TASK ITEM →
Every entry here should be copied exactly.

Saved data entries
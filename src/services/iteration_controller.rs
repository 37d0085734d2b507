//! Top-level iteration loop.
//!
//! The controller owns the [`IterationState`] and the test-file handle for
//! the lifetime of a run. Each iteration requests a bounded candidate batch
//! from the oracle, validates candidates strictly sequentially (the test file
//! is a single shared resource), appends every attempt to the ledger, and
//! re-evaluates the continuation policy at the iteration boundary.

use std::collections::VecDeque;
use std::sync::Arc;
use std::time::{Duration, Instant};

use tracing::{error, info, instrument, warn};

use crate::domain::models::{CandidateTest, CoverageReport, IterationState, RunStatus};
use crate::domain::ports::{
    AttemptLedger, FailedAttemptContext, GenerationContext, GenerationOracle,
};
use crate::services::candidate_validator::{
    syntactic_precheck, CandidateValidator, FatalReason, TestFileHandle,
};

/// Budget and goal settings for the loop.
#[derive(Debug, Clone)]
pub struct ControllerSettings {
    pub desired_coverage: f64,
    pub max_iterations: u32,
    pub max_run_time: Duration,
    pub max_tests_per_run: u32,
    /// How many recent rejections are carried in the generation context.
    pub failed_attempts_in_context: usize,
    /// Test file path as shown to the oracle.
    pub test_file_path: String,
}

/// Final result of a run: the terminal state plus a distinguishing reason
/// when the run failed, so the host can present actionable diagnostics.
#[derive(Debug, Clone)]
pub struct RunReport {
    pub state: IterationState,
    pub failure_reason: Option<String>,
}

/// Drives the generate-validate loop to a terminal status.
pub struct IterationController {
    oracle: Arc<dyn GenerationOracle>,
    validator: CandidateValidator,
    ledger: Arc<dyn AttemptLedger>,
    settings: ControllerSettings,
}

impl IterationController {
    pub fn new(
        oracle: Arc<dyn GenerationOracle>,
        validator: CandidateValidator,
        ledger: Arc<dyn AttemptLedger>,
        settings: ControllerSettings,
    ) -> Self {
        Self {
            oracle,
            validator,
            ledger,
            settings,
        }
    }

    /// Run the loop to completion. Always terminates within
    /// `max_iterations` iterations and `max_run_time` wall time.
    #[instrument(skip_all)]
    pub async fn run(
        &self,
        test_file: &TestFileHandle,
        baseline: CoverageReport,
    ) -> RunReport {
        let initial_percentage = baseline.percentage;
        let mut state = IterationState::new(baseline);
        let mut failure_reason: Option<String> = None;
        let started = Instant::now();

        let mut recent_failures: VecDeque<FailedAttemptContext> =
            VecDeque::with_capacity(self.settings.failed_attempts_in_context);

        info!(
            baseline = initial_percentage,
            target = self.settings.desired_coverage,
            "Starting coverage run"
        );

        while state.status == RunStatus::Running {
            let batch = match self.request_batch(test_file, &state, &recent_failures).await {
                Ok(batch) => batch,
                Err(reason) => {
                    error!(reason = %reason, "Oracle failed beyond its retry budget");
                    state.status = RunStatus::Failed;
                    failure_reason = Some(reason);
                    break;
                }
            };

            // Pre-checks are read-only and safe to evaluate concurrently;
            // everything that touches the file below stays serialized.
            let prechecks = futures::future::join_all(
                batch
                    .iter()
                    .map(|candidate| async move { syntactic_precheck(candidate).err() }),
            )
            .await;

            for (candidate, precheck) in batch.iter().zip(prechecks) {
                let outcome = match self
                    .validator
                    .validate(test_file, &state.baseline_coverage, candidate, precheck)
                    .await
                {
                    Ok(outcome) => outcome,
                    Err(io_err) => {
                        error!(error = %io_err, "Test file became inaccessible mid-run");
                        state.status = RunStatus::Failed;
                        failure_reason =
                            Some(format!("test file could not be read or restored: {io_err}"));
                        break;
                    }
                };

                if let Err(err) = self.ledger.append(outcome.record.clone()).await {
                    // Losing ledger durability invalidates resumability;
                    // treat it like any other broken-environment failure.
                    error!(error = %err, "Ledger append failed");
                    state.status = RunStatus::Failed;
                    failure_reason = Some(format!("attempt ledger unavailable: {err}"));
                    break;
                }

                if let Some(new_baseline) = outcome.new_baseline {
                    state.baseline_coverage = new_baseline;
                    state.accepted_count += 1;
                } else {
                    if recent_failures.len() >= self.settings.failed_attempts_in_context {
                        recent_failures.pop_front();
                    }
                    recent_failures.push_back(FailedAttemptContext {
                        candidate_id: outcome.record.candidate_id.clone(),
                        outcome: outcome.record.outcome,
                        failure_summary: outcome.record.failure_summary.clone(),
                    });
                }

                if let Some(FatalReason::RunnerInfrastructure(reason)) = outcome.fatal {
                    error!(reason = %reason, "Runner environment is broken; aborting run");
                    state.status = RunStatus::Failed;
                    failure_reason = Some(format!("test runner cannot execute: {reason}"));
                    break;
                }
            }

            state.iteration += 1;
            state.elapsed_sec = started.elapsed().as_secs_f64();

            if state.status == RunStatus::Running {
                state.status = self.continuation(&state, initial_percentage);
            }

            info!(
                iteration = state.iteration,
                coverage = state.baseline_coverage.percentage,
                accepted = state.accepted_count,
                status = state.status.as_str(),
                "Iteration complete"
            );
        }

        state.elapsed_sec = started.elapsed().as_secs_f64();
        RunReport {
            state,
            failure_reason,
        }
    }

    /// Continuation policy, evaluated at iteration boundaries only.
    fn continuation(&self, state: &IterationState, initial_percentage: f64) -> RunStatus {
        if state.baseline_coverage.percentage >= self.settings.desired_coverage {
            return RunStatus::Succeeded;
        }

        let out_of_iterations = state.iteration >= self.settings.max_iterations;
        let out_of_time = state.elapsed_sec >= self.settings.max_run_time.as_secs_f64();
        if out_of_iterations || out_of_time {
            // Exhaustion with real progress is partial success.
            if state.accepted_count > 0
                && state.baseline_coverage.percentage > initial_percentage
            {
                return RunStatus::Partial;
            }
            return RunStatus::Exhausted;
        }

        RunStatus::Running
    }

    /// Build the generation context and request one candidate batch.
    ///
    /// Oracle retry happens inside the adapter; an error here means the
    /// configured budget is already spent.
    async fn request_batch(
        &self,
        test_file: &TestFileHandle,
        state: &IterationState,
        recent_failures: &VecDeque<FailedAttemptContext>,
    ) -> Result<Vec<CandidateTest>, String> {
        let test_file_text = test_file
            .read()
            .map_err(|e| format!("test file could not be read: {e}"))?;

        let context = GenerationContext {
            test_file_path: self.settings.test_file_path.clone(),
            test_file_text,
            baseline_percentage: state.baseline_coverage.percentage,
            uncovered_lines: state
                .baseline_coverage
                .coverable_lines
                .difference(&state.baseline_coverage.covered_lines)
                .count(),
            failed_attempts: recent_failures.iter().cloned().collect(),
        };

        let mut batch = self
            .oracle
            .generate(&context, self.settings.max_tests_per_run)
            .await
            .map_err(|e| e.to_string())?;

        // The batch size is a hard bound even if the backend over-delivers.
        if batch.len() > self.settings.max_tests_per_run as usize {
            warn!(
                delivered = batch.len(),
                bound = self.settings.max_tests_per_run,
                "Oracle over-delivered; truncating batch"
            );
            batch.truncate(self.settings.max_tests_per_run as usize);
        }

        Ok(batch)
    }
}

EXERCISE SOLUTION →
filename src/services/iteration_controller.rs
repository 37d0085734d2b507
//! Top-level iteration loop.
//!
//! The controller owns the [`IterationState`] and the test-file handle for
//! the lifetime of a run. Each iteration requests a bounded candidate batch
//! from the oracle, validates candidates strictly sequentially (the test file
//! is a single shared resource), appends every attempt to the ledger, and
//! re-evaluates the continuation policy at the iteration boundary.

use std::collections::VecDeque;
use std::sync::Arc;
use std::time::{Duration, Instant};

use tracing::{error, info, instrument, warn};

use crate::domain::models::{CandidateTest, CoverageReport, IterationState, RunStatus};
use crate::domain::ports::{
    AttemptLedger, FailedAttemptContext, GenerationContext, GenerationOracle,
};
use crate::services::candidate_validator::{
    syntactic_precheck, CandidateValidator, FatalReason, TestFileHandle,
};

/// Budget and goal settings for the loop.
#[derive(Debug, Clone)]
pub struct ControllerSettings {
    pub desired_coverage: f64,
    pub max_iterations: u32,
    pub max_run_time: Duration,
    pub max_tests_per_run: u32,
    /// How many recent rejections are carried in the generation context.
    pub failed_attempts_in_context: usize,
    /// Test file path as shown to the oracle.
    pub test_file_path: String,
}

/// Final result of a run: the terminal state plus a distinguishing reason
/// when the run failed, so the host can present actionable diagnostics.
#[derive(Debug, Clone)]
pub struct RunReport {
    pub state: IterationState,
    pub failure_reason: Option<String>,
}

/// Drives the generate-validate loop to a terminal status.
pub struct IterationController {
    oracle: Arc<dyn GenerationOracle>,
    validator: CandidateValidator,
    ledger: Arc<dyn AttemptLedger>,
    settings: ControllerSettings,
}

impl IterationController {
    pub fn new(
        oracle: Arc<dyn GenerationOracle>,
        validator: CandidateValidator,
        ledger: Arc<dyn AttemptLedger>,
        settings: ControllerSettings,
    ) -> Self {
        Self {
            oracle,
            validator,
            ledger,
            settings,
        }
    }

    /// Run the loop to completion. Always terminates within
    /// `max_iterations` iterations and `max_run_time` wall time.
    #[instrument(skip_all)]
    pub async fn run(
        &self,
        test_file: &TestFileHandle,
        baseline: CoverageReport,
    ) -> RunReport {
        let initial_percentage = baseline.percentage;
        let mut state = IterationState::new(baseline);
        let mut failure_reason: Option<String> = None;
        let started = Instant::now();

        let mut recent_failures: VecDeque<FailedAttemptContext> =
            VecDeque::with_capacity(self.settings.failed_attempts_in_context);

        info!(
            baseline = initial_percentage,
            target = self.settings.desired_coverage,
            "Starting coverage run"
        );

        while state.status == RunStatus::Running {
            let batch = match self.request_batch(test_file, &state, &recent_failures).await {
                Ok(batch) => batch,
                Err(reason) => {
                    error!(reason = %reason, "Oracle failed beyond its retry budget");
                    state.status = RunStatus::Failed;
                    failure_reason = Some(reason);
                    break;
                }
            };

            // Pre-checks are read-only and safe to evaluate concurrently;
            // everything that touches the file below stays serialized.
            let prechecks = futures::future::join_all(
                batch
                    .iter()
                    .map(|candidate| async move { syntactic_precheck(candidate).err() }),
            )
            .await;

            for (candidate, precheck) in batch.iter().zip(prechecks) {
                let outcome = match self
                    .validator
                    .validate(test_file, &state.baseline_coverage, candidate, precheck)
                    .await
                {
                    Ok(outcome) => outcome,
                    Err(io_err) => {
                        error!(error = %io_err, "Test file became inaccessible mid-run");
                        state.status = RunStatus::Failed;
                        failure_reason =
                            Some(format!("test file could not be read or restored: {io_err}"));
                        break;
                    }
                };

                if let Err(err) = self.ledger.append(outcome.record.clone()).await {
                    // Losing ledger durability invalidates resumability;
                    // treat it like any other broken-environment failure.
                    error!(error = %err, "Ledger append failed");
                    state.status = RunStatus::Failed;
                    failure_reason = Some(format!("attempt ledger unavailable: {err}"));
                    break;
                }

                if let Some(new_baseline) = outcome.new_baseline {
                    state.baseline_coverage = new_baseline;
                    state.accepted_count += 1;
                } else {
                    if recent_failures.len() >= self.settings.failed_attempts_in_context {
                        recent_failures.pop_front();
                    }
                    recent_failures.push_back(FailedAttemptContext {
                        candidate_id: outcome.record.candidate_id.clone(),
                        outcome: outcome.record.outcome,
                        failure_summary: outcome.record.failure_summary.clone(),
                    });
                }

                if let Some(FatalReason::RunnerInfrastructure(reason)) = outcome.fatal {
                    error!(reason = %reason, "Runner environment is broken; aborting run");
                    state.status = RunStatus::Failed;
                    failure_reason = Some(format!("test runner cannot execute: {reason}"));
                    break;
                }
            }

            state.iteration += 1;
            state.elapsed_sec = started.elapsed().as_secs_f64();

            if state.status == RunStatus::Running {
                state.status = self.continuation(&state, initial_percentage);
            }

            info!(
                iteration = state.iteration,
                coverage = state.baseline_coverage.percentage,
                accepted = state.accepted_count,
                status = state.status.as_str(),
                "Iteration complete"
            );
        }

        state.elapsed_sec = started.elapsed().as_secs_f64();
        RunReport {
            state,
            failure_reason,
        }
    }

    /// Continuation policy, evaluated at iteration boundaries only.
    fn continuation(&self, state: &IterationState, initial_percentage: f64) -> RunStatus {
        if state.baseline_coverage.percentage >= self.settings.desired_coverage {
            return RunStatus::Succeeded;
        }

        let out_of_iterations = state.iteration >= self.settings.max_iterations;
        let out_of_time = state.elapsed_sec >= self.settings.max_run_time.as_secs_f64();
        if out_of_iterations || out_of_time {
            // Exhaustion with real progress is partial success.
            if state.accepted_count > 0
                && state.baseline_coverage.percentage > initial_percentage
            {
                return RunStatus::Partial;
            }
            return RunStatus::Exhausted;
        }

        RunStatus::Running
    }

    /// Build the generation context and request one candidate batch.
    ///
    /// Oracle retry happens inside the adapter; an error here means the
    /// configured budget is already spent.
    async fn request_batch(
        &self,
        test_file: &TestFileHandle,
        state: &IterationState,
        recent_failures: &VecDeque<FailedAttemptContext>,
    ) -> Result<Vec<CandidateTest>, String> {
        let test_file_text = test_file
            .read()
            .map_err(|e| format!("test file could not be read: {e}"))?;

        let context = GenerationContext {
            test_file_path: self.settings.test_file_path.clone(),
            test_file_text,
            baseline_percentage: state.baseline_coverage.percentage,
            uncovered_lines: state
                .baseline_coverage
                .coverable_lines
                .difference(&state.baseline_coverage.covered_lines)
                .count(),
            failed_attempts: recent_failures.iter().cloned().collect(),
        };

        let mut batch = self
            .oracle
            .generate(&context, self.settings.max_tests_per_run)
            .await
            .map_err(|e| e.to_string())?;

        // The batch size is a hard bound even if the backend over-delivers.
        if batch.len() > self.settings.max_tests_per_run as usize {
            warn!(
                delivered = batch.len(),
                bound = self.settings.max_tests_per_run,
                "Oracle over-delivered; truncating batch"
            );
            batch.truncate(self.settings.max_tests_per_run as usize);
        }

        Ok(batch)
    }
}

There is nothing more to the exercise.